On 13 July 1985, Goanna performed three songs for the Oz for Africa concert (part of the global Live Aid program) – "Common Ground", "Song for Africa", "Solid Rock". It was broadcast in Australia (on both Seven Network and Nine Network) and on MTV in the US. In September, still promoting Oceania and the newly released "Song for Africa", Howard went "walkabout", and the band was forced to cancel $20,000 worth of bookings. Eventually a disillusioned Howard had travelled to South Australia to perform with Aboriginal musician and didgeridoo player Bart Willoughby (No Fixed Address). With Howard no longer involved, Goanna effectively disbanded but reformed, self-managed, for one final farewell tour of Victoria, NSW, and Tasmania with aboriginal band Coloured Stone in October 1986. The final gig of the tour was on 25 October 1986 for the Baha'i Concert For Peace at the Geelong Performing Arts Centre. The live version of "Solid Rock" featured on the re-mastered release of "Spirit of place" comes from this performance.

The final line-up consisted of Shane & Marcia Howard, Rose Bygrave; Dave Stewart drums; Jo Imbrol bass; Simon Curphey and Selwyn Burns guitars; Bunna Lawrie, Bart Willoughby, Tony Lovett and Nicky Moffatt on Didgeridoo & percussion: Bill Dart F.O.H sound and recording engineer for db Concert Sound. On 24 & 25 January 1987 yet another final fling occurred when much the same ensemble played at the Tamworth Country Music Festival sponsored by Yamaha Music Australia.

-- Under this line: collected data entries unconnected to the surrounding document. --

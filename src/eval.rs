//! Recursive tree interpreter.
//!
//! Evaluation takes the context as an explicit read-only parameter. The
//! tree holds variable names and captured function handles, never table
//! references, which keeps the contract visible at the call site: function
//! bindings are whatever was registered at parse time, variable values are
//! whatever the table holds right now.

use crate::context::EvalContext;
use crate::error::{ExprError, Result};
use crate::types::AstExpr;
use crate::Real;

/// Evaluates a parsed tree against the given context's variable table.
///
/// Numeric edge cases follow IEEE 754: division by zero yields a signed
/// infinity or NaN rather than an error. The only failure is a variable
/// name that is no longer in the table.
pub fn eval_ast(expr: &AstExpr, ctx: &EvalContext) -> Result<Real> {
    match expr {
        AstExpr::Constant(value) => Ok(*value),
        AstExpr::Variable(name) => {
            ctx.lookup_variable(name)
                .ok_or_else(|| ExprError::UnknownVariable { name: name.clone() })
        }
        AstExpr::Neg(inner) => Ok(-eval_ast(inner, ctx)?),
        AstExpr::UnaryFn { func, arg, .. } => {
            let value = eval_ast(arg, ctx)?;
            Ok(func(value))
        }
        AstExpr::BinaryFn {
            func, left, right, ..
        }
        | AstExpr::BinaryOp {
            func, left, right, ..
        } => {
            let a = eval_ast(left, ctx)?;
            let b = eval_ast(right, ctx)?;
            Ok(func(a, b))
        }
    }
}
//! Core data structures: the expression tree, registered-function handles,
//! and the bounded symbol-table types.

use alloc::boxed::Box;
use alloc::rc::Rc;
use alloc::string::String;
use core::fmt;

use crate::Real;
use crate::error::{ExprError, Result};

/// Maximum number of entries per symbol table. `heapless` index maps
/// require a power-of-two capacity.
pub const MAX_VARIABLES: usize = 64;
pub const MAX_UNARY_FUNCTIONS: usize = 64;
pub const MAX_BINARY_FUNCTIONS: usize = 16;
pub const MAX_OPERATORS: usize = 16;

/// Maximum length in bytes of a variable, function, or operator name.
pub const MAX_NAME_LENGTH: usize = 32;

/// Fixed-capacity string used as a symbol-table key.
pub type HString = heapless::String<MAX_NAME_LENGTH>;

pub type VariableMap = heapless::FnvIndexMap<HString, Real, MAX_VARIABLES>;
pub type UnaryFunctionMap = heapless::FnvIndexMap<HString, UnaryFunction, MAX_UNARY_FUNCTIONS>;
pub type BinaryFunctionMap = heapless::FnvIndexMap<HString, BinaryFunction, MAX_BINARY_FUNCTIONS>;
pub type OperatorMap = heapless::FnvIndexMap<HString, BinaryFunction, MAX_OPERATORS>;

/// Fallible conversion into a fixed-capacity key string.
pub trait TryIntoHeaplessString {
    fn try_into_heapless(&self) -> Result<HString>;
}

impl TryIntoHeaplessString for str {
    fn try_into_heapless(&self) -> Result<HString> {
        HString::try_from(self).map_err(|_| ExprError::StringTooLong)
    }
}

/// A registered one-argument function.
///
/// The implementation is reference-counted so that expression trees built
/// from it stay callable after the catalog entry is replaced or removed:
/// function bindings are resolved at parse time.
#[derive(Clone)]
pub struct UnaryFunction {
    /// Name under which the function was registered.
    pub name: HString,
    /// The implementation as a Rust closure.
    pub implementation: Rc<dyn Fn(Real) -> Real>,
}

/// A registered two-argument function or infix operator.
#[derive(Clone)]
pub struct BinaryFunction {
    pub name: HString,
    pub implementation: Rc<dyn Fn(Real, Real) -> Real>,
}

impl fmt::Debug for UnaryFunction {
    fn fmt(&self, f: &mut fmt::Formatter<'_>) -> fmt::Result {
        f.debug_struct("UnaryFunction")
            .field("name", &self.name)
            .finish_non_exhaustive()
    }
}

impl fmt::Debug for BinaryFunction {
    fn fmt(&self, f: &mut fmt::Formatter<'_>) -> fmt::Result {
        f.debug_struct("BinaryFunction")
            .field("name", &self.name)
            .finish_non_exhaustive()
    }
}

/// A parsed expression tree.
///
/// Trees are logically immutable once built and hold no reference to the
/// parse cursor, only variable *names* and captured function handles, so a
/// tree from an earlier parse stays evaluable after the engine's tables are
/// mutated or the engine parses something else.
#[derive(Clone)]
pub enum AstExpr {
    /// A literal numeric value.
    Constant(Real),

    /// A named variable reference, looked up in the live variable table at
    /// every evaluation.
    Variable(String),

    /// Unary minus. (Unary plus never produces a node.)
    Neg(Box<AstExpr>),

    /// A one-argument function application, e.g. `sin(x)`.
    UnaryFn {
        name: String,
        func: Rc<dyn Fn(Real) -> Real>,
        arg: Box<AstExpr>,
    },

    /// A two-argument prefix function, e.g. `max(a, b)`.
    BinaryFn {
        name: String,
        func: Rc<dyn Fn(Real, Real) -> Real>,
        left: Box<AstExpr>,
        right: Box<AstExpr>,
    },

    /// An infix operator application, e.g. `a ^ b` or `5 e 7`.
    ///
    /// Also used for the `+ - * /` chain steps, where `left` is a constant
    /// frozen from the parse-time value of the accumulated left operand.
    BinaryOp {
        symbol: String,
        func: Rc<dyn Fn(Real, Real) -> Real>,
        left: Box<AstExpr>,
        right: Box<AstExpr>,
    },
}

impl fmt::Debug for AstExpr {
    fn fmt(&self, f: &mut fmt::Formatter<'_>) -> fmt::Result {
        match self {
            AstExpr::Constant(value) => f.debug_tuple("Constant").field(value).finish(),
            AstExpr::Variable(name) => f.debug_tuple("Variable").field(name).finish(),
            AstExpr::Neg(inner) => f.debug_tuple("Neg").field(inner).finish(),
            AstExpr::UnaryFn { name, arg, .. } => f
                .debug_struct("UnaryFn")
                .field("name", name)
                .field("arg", arg)
                .finish_non_exhaustive(),
            AstExpr::BinaryFn {
                name, left, right, ..
            } => f
                .debug_struct("BinaryFn")
                .field("name", name)
                .field("left", left)
                .field("right", right)
                .finish_non_exhaustive(),
            AstExpr::BinaryOp {
                symbol,
                left,
                right,
                ..
            } => f
                .debug_struct("BinaryOp")
                .field("symbol", symbol)
                .field("left", left)
                .field("right", right)
                .finish_non_exhaustive(),
        }
    }
}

=== 1988–present: After Goanna ===

Shane Howard returned to a solo career, releasing Back to the Track (1988), River (1990), Time Will Tell (1993), Live in Ireland (1994), Clan (1996), Beyond Hope's Bridge (2000), Another Country (2004), Retrospect (2004), Songs of Love & Resistance (2006), Tarerer (compilation, 2006), Two Songmen with Neil Murray (2007), Goanna Dreaming (2010), Driftwood (2010), Other Side of the Rock (2012) and Deeper South (2015). Howard also appears on numerable compilation recordings. He wrote and recorded the song "Palya Wiru Uluru" with senior Anangu songwriter Trevor Adamson. They at performed live at the Close of the Climb at Uluru, 26 October 2019.

In 2000, Howard formed his own recording label, Goanna Arts. He was a founding member and musical director for the Black Arm Band productions Murundak (2006) Hidden Republic (2008) and repertoire consultant for Dirt Songs (2009), as well as a performing artist with the ensemble. He was creative director and producer for the stage concerts, CD and DVD of Exile: Songs & Stories of Irish Australia (2016).

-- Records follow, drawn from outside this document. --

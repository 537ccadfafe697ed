use crate::config::ClassifierSettings;
use crate::detect::{Detection, Point};
use crate::{DetectionEvent, EventType, Severity};

use super::FrameContext;

/// Average pairwise distance at which density reaches zero.
const DENSITY_DISTANCE_SCALE: f32 = 200.0;
const BASE_CONFIDENCE: f32 = 0.7;
const DENSITY_WEIGHT: f32 = 0.25;
const MAX_CONFIDENCE: f32 = 0.95;
const HIGH_SEVERITY_FACTOR: f32 = 1.5;

/// Raises at most one overcrowding event when the head count reaches the threshold.
pub fn detect_overcrowding(
    detections: &[Detection],
    ctx: &FrameContext<'_>,
    settings: &ClassifierSettings,
) -> Option<DetectionEvent> {
    let count = detections.len();
    if count < settings.crowd_threshold {
        return None;
    }

    let centers: Vec<Point> = detections.iter().map(|d| d.center).collect();
    let density = crowd_density(&centers);
    let severity = if count as f32 > settings.crowd_threshold as f32 * HIGH_SEVERITY_FACTOR {
        Severity::High
    } else {
        Severity::Medium
    };

    Some(
        DetectionEvent::new(EventType::Overcrowding, severity, ctx)
            .with_confidence(MAX_CONFIDENCE.min(BASE_CONFIDENCE + density * DENSITY_WEIGHT))
            .with_people(count, detections.iter().map(|d| d.bbox).collect())
            .with_description(format!(
                "Overcrowding detected: {} people (density: {:.2})",
                count, density
            )),
    )
}

/// Inverse of the mean pairwise center distance, scaled into `0..=1`.
///
/// Zero when fewer than two centers are given.
pub fn crowd_density(centers: &[Point]) -> f32 {
    if centers.len() < 2 {
        return 0.0;
    }

    let mut total = 0.0f32;
    let mut pairs = 0u32;
    for (i, a) in centers.iter().enumerate() {
        for b in &centers[i + 1..] {
            total += a.distance_to(b);
            pairs += 1;
        }
    }
    let avg_distance = total / pairs as f32;
    (1.0 - avg_distance / DENSITY_DISTANCE_SCALE).clamp(0.0, 1.0)
}
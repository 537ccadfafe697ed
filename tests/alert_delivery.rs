use std::io::{BufRead, BufReader, Read, Write};
use std::net::{SocketAddr, TcpListener, TcpStream};
use std::sync::{Arc, Mutex};
use std::thread::JoinHandle;
use std::time::{Duration, Instant};

use chrono::Utc;

use safezone_core::{
    AlertDispatcher, CooldownGate, DispatchOutcome, DetectionEvent, EventType, FrameContext,
    FrameDimensions, HttpAlertSink, RetryPolicy, Severity,
};

struct CapturedRequest {
    request_line: String,
    content_type: Option<String>,
    body: String,
}

/// Loopback endpoint answering each connection with the next scripted status.
struct ScriptedEndpoint {
    addr: SocketAddr,
    requests: Arc<Mutex<Vec<CapturedRequest>>>,
    join: Option<JoinHandle<()>>,
}

impl ScriptedEndpoint {
    fn start(statuses: Vec<u16>) -> Self {
        let listener = TcpListener::bind("127.0.0.1:0").expect("bind loopback");
        let addr = listener.local_addr().expect("local addr");
        let requests = Arc::new(Mutex::new(Vec::new()));
        let captured = Arc::clone(&requests);

        let join = std::thread::spawn(move || {
            for status in statuses {
                let Ok((stream, _)) = listener.accept() else {
                    return;
                };
                if let Ok(request) = handle(stream, status) {
                    captured.lock().unwrap().push(request);
                }
            }
        });

        Self {
            addr,
            requests,
            join: Some(join),
        }
    }

    fn url(&self) -> String {
        format!("http://{}/api/alerts", self.addr)
    }

    fn finish(mut self) -> Vec<CapturedRequest> {
        if let Some(join) = self.join.take() {
            join.join().expect("endpoint thread");
        }
        std::mem::take(&mut *self.requests.lock().unwrap())
    }
}

fn handle(stream: TcpStream, status: u16) -> std::io::Result<CapturedRequest> {
    let mut reader = BufReader::new(stream.try_clone()?);
    let mut request_line = String::new();
    reader.read_line(&mut request_line)?;

    let mut content_length = 0usize;
    let mut content_type = None;
    loop {
        let mut line = String::new();
        reader.read_line(&mut line)?;
        let line = line.trim_end();
        if line.is_empty() {
            break;
        }
        if let Some((name, value)) = line.split_once(':') {
            let value = value.trim();
            if name.eq_ignore_ascii_case("content-length") {
                content_length = value.parse().unwrap_or(0);
            } else if name.eq_ignore_ascii_case("content-type") {
                content_type = Some(value.to_string());
            }
        }
    }
    let mut body = vec![0u8; content_length];
    reader.read_exact(&mut body)?;

    let reason = if status == 200 { "OK" } else { "Service Unavailable" };
    let mut stream = stream;
    write!(
        stream,
        "HTTP/1.1 {} {}\r\nContent-Length: 0\r\nConnection: close\r\n\r\n",
        status, reason
    )?;
    stream.flush()?;

    Ok(CapturedRequest {
        request_line: request_line.trim_end().to_string(),
        content_type,
        body: String::from_utf8_lossy(&body).into_owned(),
    })
}

fn fall_event() -> DetectionEvent {
    let ctx = FrameContext {
        frame_number: 17,
        timestamp: Utc::now(),
        dimensions: FrameDimensions::new(640, 480),
        location: "Camera 1",
    };
    DetectionEvent::new(EventType::Fall, Severity::High, &ctx)
        .with_confidence(0.85)
        .with_people(1, vec![])
        .with_description("Person fall detected (aspect ratio: 5.00)")
}

fn dispatcher_for(endpoint: &ScriptedEndpoint, retry_delay: Duration) -> AlertDispatcher {
    let sink = HttpAlertSink::new(endpoint.url(), Duration::from_secs(5)).expect("sink");
    AlertDispatcher::new(
        Arc::new(sink),
        RetryPolicy {
            max_retries: 3,
            retry_delay,
        },
        CooldownGate::new(Duration::from_secs(30)),
    )
}

#[test]
fn retries_until_endpoint_accepts() {
    let endpoint = ScriptedEndpoint::start(vec![503, 503, 200]);
    let dispatcher = dispatcher_for(&endpoint, Duration::from_secs(1));

    let started = Instant::now();
    let outcome = dispatcher.send(&fall_event()).unwrap();
    let elapsed = started.elapsed();

    assert_eq!(outcome, DispatchOutcome::Delivered { attempts: 3 });
    assert!(elapsed >= Duration::from_secs(2));
    assert!(elapsed < Duration::from_secs(4));
    assert!(dispatcher.gate().last_sent(EventType::Fall).is_some());

    let requests = endpoint.finish();
    assert_eq!(requests.len(), 3);
    for request in &requests {
        assert_eq!(request.request_line, "POST /api/alerts HTTP/1.1");
        assert_eq!(request.content_type.as_deref(), Some("application/json"));
    }

    let body: serde_json::Value = serde_json::from_str(&requests[2].body).unwrap();
    assert_eq!(body["event_type"], "fall");
    assert_eq!(body["frame_number"], 17);
    assert_eq!(body["person_count"], 1);
    assert_eq!(body["location"], "Camera 1");
    assert!(body["timestamp"].as_str().unwrap().ends_with('Z'));
}

#[test]
fn persistent_failure_reports_and_keeps_cooldown_open() {
    let endpoint = ScriptedEndpoint::start(vec![503, 503, 503]);
    let dispatcher = dispatcher_for(&endpoint, Duration::from_millis(20));

    let outcome = dispatcher.send(&fall_event()).unwrap();
    match outcome {
        DispatchOutcome::Failed {
            attempts,
            last_error,
        } => {
            assert_eq!(attempts, 3);
            assert!(last_error.contains("503"));
        }
        other => panic!("expected failure, got {:?}", other),
    }
    assert_eq!(endpoint.finish().len(), 3);
    assert!(dispatcher.gate().last_sent(EventType::Fall).is_none());
    assert_eq!(dispatcher.dispatched(), 0);
}
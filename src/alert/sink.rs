use anyhow::{anyhow, Result};
use chrono::SecondsFormat;
use serde::{Deserialize, Serialize};
use std::sync::Arc;
use std::time::Duration;

use crate::config::AlertSettings;
use crate::{DetectionEvent, EventType};

/// JSON body delivered to the alert ingestion endpoint.
#[derive(Clone, Debug, PartialEq, Serialize, Deserialize)]
pub struct AlertPayload {
    pub event_type: EventType,
    pub confidence: f32,
    /// RFC 3339 / ISO-8601, UTC.
    pub timestamp: String,
    pub frame_number: u64,
    pub person_count: usize,
    pub description: String,
    pub location: String,
}

impl From<&DetectionEvent> for AlertPayload {
    fn from(event: &DetectionEvent) -> Self {
        Self {
            event_type: event.event_type,
            confidence: event.confidence,
            timestamp: event.timestamp.to_rfc3339_opts(SecondsFormat::Millis, true),
            frame_number: event.frame_number,
            person_count: event.person_count,
            description: event.description.clone(),
            location: event.location.clone(),
        }
    }
}

/// Delivery boundary for alerts.
///
/// A single call is one delivery attempt. Retrying is the dispatcher's job, so
/// implementations must not retry internally. Any `Err` counts as a failed
/// attempt.
pub trait AlertSink: Send + Sync {
    /// Sink identifier for logs.
    fn name(&self) -> &'static str;

    fn deliver(&self, payload: &AlertPayload) -> Result<()>;
}

/// POSTs alerts as JSON. Any 2xx response is a success.
pub struct HttpAlertSink {
    endpoint: String,
    agent: ureq::Agent,
}

impl HttpAlertSink {
    pub fn new(endpoint: impl Into<String>, timeout: Duration) -> Result<Self> {
        let endpoint = endpoint.into();
        if !(endpoint.starts_with("http://") || endpoint.starts_with("https://")) {
            return Err(anyhow!(
                "alert endpoint must be an http:// or https:// url, got '{}'",
                endpoint
            ));
        }
        let agent = ureq::AgentBuilder::new().timeout(timeout).build();
        Ok(Self { endpoint, agent })
    }

    pub fn endpoint(&self) -> &str {
        &self.endpoint
    }
}

impl AlertSink for HttpAlertSink {
    fn name(&self) -> &'static str {
        "http"
    }

    fn deliver(&self, payload: &AlertPayload) -> Result<()> {
        let body = serde_json::to_string(payload)?;
        match self
            .agent
            .post(&self.endpoint)
            .set("Content-Type", "application/json")
            .send_string(&body)
        {
            Ok(response) if (200..300).contains(&response.status()) => Ok(()),
            Ok(response) => Err(anyhow!(
                "alert endpoint returned status {}",
                response.status()
            )),
            Err(ureq::Error::Status(code, _)) => {
                Err(anyhow!("alert endpoint returned status {}", code))
            }
            Err(err) => Err(anyhow!("alert endpoint unreachable: {}", err)),
        }
    }
}

/// HTTP sink when an endpoint is configured, log sink otherwise.
pub fn build_sink(settings: &AlertSettings) -> Result<Arc<dyn AlertSink>> {
    match settings.endpoint.as_deref() {
        Some(endpoint) => {
            let sink = HttpAlertSink::new(endpoint, settings.timeout)?;
            log::info!("alerts will be posted to {}", sink.endpoint());
            Ok(Arc::new(sink))
        }
        None => {
            log::info!("no alert endpoint configured; alerts go to the log");
            Ok(Arc::new(LogAlertSink::new()))
        }
    }
}

/// Writes alerts to the log. Used when no endpoint is configured.
#[derive(Default)]
pub struct LogAlertSink;

impl LogAlertSink {
    pub fn new() -> Self {
        Self
    }
}

impl AlertSink for LogAlertSink {
    fn name(&self) -> &'static str {
        "log"
    }

    fn deliver(&self, payload: &AlertPayload) -> Result<()> {
        log::warn!(
            "ALERT {} at {} frame={} people={} conf={:.2}: {}",
            payload.event_type,
            payload.location,
            payload.frame_number,
            payload.person_count,
            payload.confidence,
            payload.description
        );
        Ok(())
    }
}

Howard also produced albums for the Wirrinyga Band (Dreamtime Wisdom, Modertime Vision, 1995, the Pigram Brothers (Saltwater Country, 1995, Jimmy Chi (Corrugation Road, 1996), Andy Alberts (Gunditjmara Land, 1996 and Close To Home, 2001) with Pete Bird, Joe Geia (Old Friends, 2000), Tonchi McIntosh (Bridges, 2001, Mossie Scanlon (Tanam Ort, 2001), Patricia Clarke (Keep The Fires Burning, 2001), Oriel Glennon (Two Pink Turtles, 2000), Dead Reckoning (2016) with Pete Bird (2015) and Archie Roach (Journey, 2006) with Nash Chambers.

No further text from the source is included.